═══ RECORDS SUPPLIED ═══
//! Handler registry.
//!
//! Handlers are grouped by [`Category`]. A push runs the handlers
//! registered for its concrete kind first, then the wildcard handlers for
//! its class, each list in registration order. All handlers for one push
//! share a task, so they start in that order on any runtime flavor.

use std::{collections::HashMap, future::Future, sync::Arc};

use async_trait::async_trait;
use gatebot_core::{HandlerResult, Outcome, Push, PushClass, run_isolated};
use parking_lot::RwLock;
use tokio::task::JoinHandle;

use crate::{Bot, Context, Predicate};

/// What a handler listens to.
#[derive(Debug, Clone, PartialEq, Eq, Hash)]
pub enum Category {
    /// One concrete kind, e.g. `GroupMessage`.
    Kind(String),
    /// Every message.
    AnyMessage,
    /// Every event.
    AnyEvent,
}

impl Category {
    pub fn kind(kind: impl Into<String>) -> Self {
        Self::Kind(kind.into())
    }

    const fn wildcard(class: PushClass) -> Self {
        match class {
            PushClass::Message => Self::AnyMessage,
            PushClass::Event => Self::AnyEvent,
        }
    }
}

/// Async push handler.
#[async_trait]
pub trait Handler: Send + Sync + 'static {
    async fn handle(&self, ctx: Context) -> HandlerResult;
}

struct FnHandler<F>(F);

#[async_trait]
impl<F, Fut> Handler for FnHandler<F>
where
    F: Fn(Context) -> Fut + Send + Sync + 'static,
    Fut: Future<Output = HandlerResult> + Send + 'static,
{
    async fn handle(&self, ctx: Context) -> HandlerResult {
        (self.0)(ctx).await
    }
}

struct SyncFnHandler<F>(F);

#[async_trait]
impl<F> Handler for SyncFnHandler<F>
where
    F: Fn(Context) -> HandlerResult + Send + Sync + 'static,
{
    async fn handle(&self, ctx: Context) -> HandlerResult {
        (self.0)(ctx)
    }
}

/// Adapt an async closure into a [`Handler`].
pub fn handler_fn<F, Fut>(f: F) -> impl Handler
where
    F: Fn(Context) -> Fut + Send + Sync + 'static,
    Fut: Future<Output = HandlerResult> + Send + 'static,
{
    FnHandler(f)
}

/// Adapt a synchronous closure into a [`Handler`].
pub fn sync_handler_fn<F>(f: F) -> impl Handler
where
    F: Fn(Context) -> HandlerResult + Send + Sync + 'static,
{
    SyncFnHandler(f)
}

/// A registered handler.
pub struct HandlerEntry {
    name: String,
    predicate: Option<Predicate>,
    handler: Box<dyn Handler>,
}

impl HandlerEntry {
    #[must_use]
    pub fn name(&self) -> &str {
        &self.name
    }

    async fn invoke(&self, ctx: Context) -> HandlerResult {
        if let Some(predicate) = &self.predicate {
            if !predicate.test(ctx.bot(), ctx.payload()) {
                return Ok(());
            }
        }
        self.handler.handle(ctx).await
    }
}

/// Handlers by category.
#[derive(Default)]
pub struct HandlerRegistry {
    entries: RwLock<HashMap<Category, Vec<Arc<HandlerEntry>>>>,
}

impl HandlerRegistry {
    #[must_use]
    pub fn new() -> Self {
        Self::default()
    }

    /// Add a handler at the end of its category's list.
    pub fn register(
        &self,
        category: Category,
        name: impl Into<String>,
        predicate: Option<Predicate>,
        handler: impl Handler,
    ) {
        let entry = Arc::new(HandlerEntry {
            name: name.into(),
            predicate,
            handler: Box::new(handler),
        });
        tracing::debug!("Register handler {} for {category:?}", entry.name);
        self.entries.write().entry(category).or_default().push(entry);
    }

    /// Handlers for `push`, in invocation order.
    #[must_use]
    pub fn matching(&self, push: &Push) -> Vec<Arc<HandlerEntry>> {
        let entries = self.entries.read();
        let concrete = entries.get(&Category::kind(push.payload().kind()));
        let wildcard = entries.get(&Category::wildcard(push.class()));
        concrete
            .into_iter()
            .chain(wildcard)
            .flatten()
            .cloned()
            .collect()
    }

    /// Number of registered handlers.
    #[must_use]
    pub fn len(&self) -> usize {
        self.entries.read().values().map(Vec::len).sum()
    }

    #[must_use]
    pub fn is_empty(&self) -> bool {
        self.len() == 0
    }

    /// Run every matching handler for `push` on one spawned task.
    ///
    /// Handlers start in [`matching`](Self::matching) order and then run
    /// concurrently; each one is isolated from the others' errors and
    /// panics. Returns `None` when nothing matches. The handle is only
    /// useful to callers that want to wait for the handlers.
    pub fn dispatch(&self, bot: &Bot, push: Push) -> Option<JoinHandle<Vec<Outcome>>> {
        let handlers = self.matching(&push);
        if handlers.is_empty() {
            tracing::debug!("No handler for {}", push.payload().kind());
            return None;
        }

        let bot = bot.clone();
        let push = Arc::new(push);
        Some(tokio::spawn(async move {
            let runs = handlers.iter().map(|entry| {
                let ctx = Context::new(bot.clone(), Arc::clone(&push));
                run_isolated(entry.name(), &push, entry.invoke(ctx))
            });
            futures::future::join_all(runs).await
        }))
    }
}

#[cfg(test)]
mod tests {
    use std::sync::atomic::{AtomicUsize, Ordering};

    use gatebot_core::Identity;
    use gatebot_session::SessionConfig;
    use parking_lot::Mutex;
    use serde_json::json;

    use super::*;
    use crate::{BotConfig, predicate::text_eq};

    fn bot() -> Bot {
        Bot::new(BotConfig::new(SessionConfig::new(Identity(1), "key")))
    }

    fn friend_message() -> Push {
        Push::decode(json!({
            "type": "FriendMessage",
            "sender": {"id": 2, "nickname": "n"},
            "messageChain": [{"type": "Plain", "text": "hi"}]
        }))
        .unwrap()
    }

    fn noop() -> impl Handler {
        sync_handler_fn(|_| Ok(()))
    }

    #[test]
    fn test_concrete_kind_before_wildcard() {
        let registry = HandlerRegistry::new();
        registry.register(Category::AnyMessage, "any-1", None, noop());
        registry.register(Category::kind("FriendMessage"), "friend", None, noop());
        registry.register(Category::AnyMessage, "any-2", None, noop());
        registry.register(Category::kind("GroupMessage"), "group", None, noop());
        registry.register(Category::AnyEvent, "event", None, noop());

        let names: Vec<_> = registry
            .matching(&friend_message())
            .iter()
            .map(|e| e.name().to_string())
            .collect();
        assert_eq!(names, ["friend", "any-1", "any-2"]);
        assert_eq!(registry.len(), 5);
    }

    #[test]
    fn test_event_matches_event_wildcard() {
        let registry = HandlerRegistry::new();
        registry.register(Category::AnyMessage, "message", None, noop());
        registry.register(Category::AnyEvent, "event", None, noop());

        let push = Push::decode(json!({"type": "BotOnlineEvent", "qq": 1})).unwrap();
        let names: Vec<_> = registry
            .matching(&push)
            .iter()
            .map(|e| e.name().to_string())
            .collect();
        assert_eq!(names, ["event"]);
    }

    #[tokio::test]
    async fn test_predicate_gates_handler() {
        let registry = HandlerRegistry::new();
        let hits = Arc::new(AtomicUsize::new(0));
        let counter = Arc::clone(&hits);
        registry.register(
            Category::kind("ping"),
            "ping",
            Some(text_eq("ping")),
            handler_fn(move |_| {
                let counter = Arc::clone(&counter);
                async move {
                    counter.fetch_add(1, Ordering::SeqCst);
                    anyhow::Ok(())
                }
            }),
        );

        let bot = bot();
        for text in ["ping", "pong"] {
            let push = Push::decode(json!({"type": "ping", "text": text})).unwrap();
            let outcomes = registry.dispatch(&bot, push).unwrap().await.unwrap();
            assert_eq!(outcomes, [Outcome::Completed]);
        }
        assert_eq!(hits.load(Ordering::SeqCst), 1);
    }

    #[tokio::test]
    async fn test_failures_are_isolated() {
        let registry = HandlerRegistry::new();
        let seen = Arc::new(Mutex::new(Vec::new()));

        registry.register(
            Category::AnyMessage,
            "fails",
            None,
            handler_fn(|_| async { Err::<(), _>(anyhow::anyhow!("nope")) }),
        );
        registry.register(
            Category::AnyMessage,
            "panics",
            None,
            sync_handler_fn(|_| {
                let explode = true;
                assert!(!explode, "handler exploded");
                Ok(())
            }),
        );
        let log = Arc::clone(&seen);
        registry.register(
            Category::AnyMessage,
            "records",
            None,
            sync_handler_fn(move |ctx| {
                log.lock().push(ctx.payload().text());
                Ok(())
            }),
        );

        let outcomes = registry
            .dispatch(&bot(), friend_message())
            .unwrap()
            .await
            .unwrap();

        assert_eq!(outcomes[0], Outcome::Failed("nope".to_string()));
        assert!(matches!(outcomes[1], Outcome::Panicked(ref m) if m == "handler exploded"));
        assert_eq!(outcomes[2], Outcome::Completed);
        assert_eq!(*seen.lock(), ["hi"]);
    }

    #[test]
    fn test_no_handler_dispatches_nothing() {
        let registry = HandlerRegistry::new();
        registry.register(Category::AnyEvent, "event", None, noop());
        assert!(registry.dispatch(&bot(), friend_message()).is_none());
    }

    #[tokio::test(flavor = "multi_thread", worker_threads = 2)]
    async fn test_handlers_start_in_registration_order() {
        let registry = Arc::new(HandlerRegistry::new());
        let started = Arc::new(Mutex::new(Vec::new()));
        // More than a handful, so the ordered path of `join_all` is covered too.
        let names: Vec<String> = (0..40).map(|i| format!("handler-{i}")).collect();
        for (i, name) in names.iter().enumerate() {
            let log = Arc::clone(&started);
            let label = name.clone();
            let category = if i % 2 == 0 {
                Category::kind("ping")
            } else {
                Category::AnyEvent
            };
            registry.register(
                category,
                name.clone(),
                None,
                sync_handler_fn(move |_| {
                    log.lock().push(label.clone());
                    Ok(())
                }),
            );
        }

        let expected: Vec<String> = names
            .iter()
            .step_by(2)
            .chain(names.iter().skip(1).step_by(2))
            .cloned()
            .collect();

        for _ in 0..20 {
            started.lock().clear();
            let registry = Arc::clone(&registry);
            // Dispatch from a worker thread, where a fresh spawn would
            // otherwise jump the queue.
            let outcomes = tokio::spawn(async move {
                let push = Push::decode(json!({"type": "ping", "text": "ping"})).unwrap();
                registry.dispatch(&bot(), push).unwrap().await.unwrap()
            })
            .await
            .unwrap();
            assert_eq!(outcomes.len(), 40);
            assert_eq!(*started.lock(), expected);
        }
    }
}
═══
◆ **YOUR INSTRUCTIONS**
Show all lines above holding the word "registered".

◆ **TASK SOLUTION**
//! registered for its concrete kind first, then the wildcard handlers for
/// A registered handler.
    /// Number of registered handlers.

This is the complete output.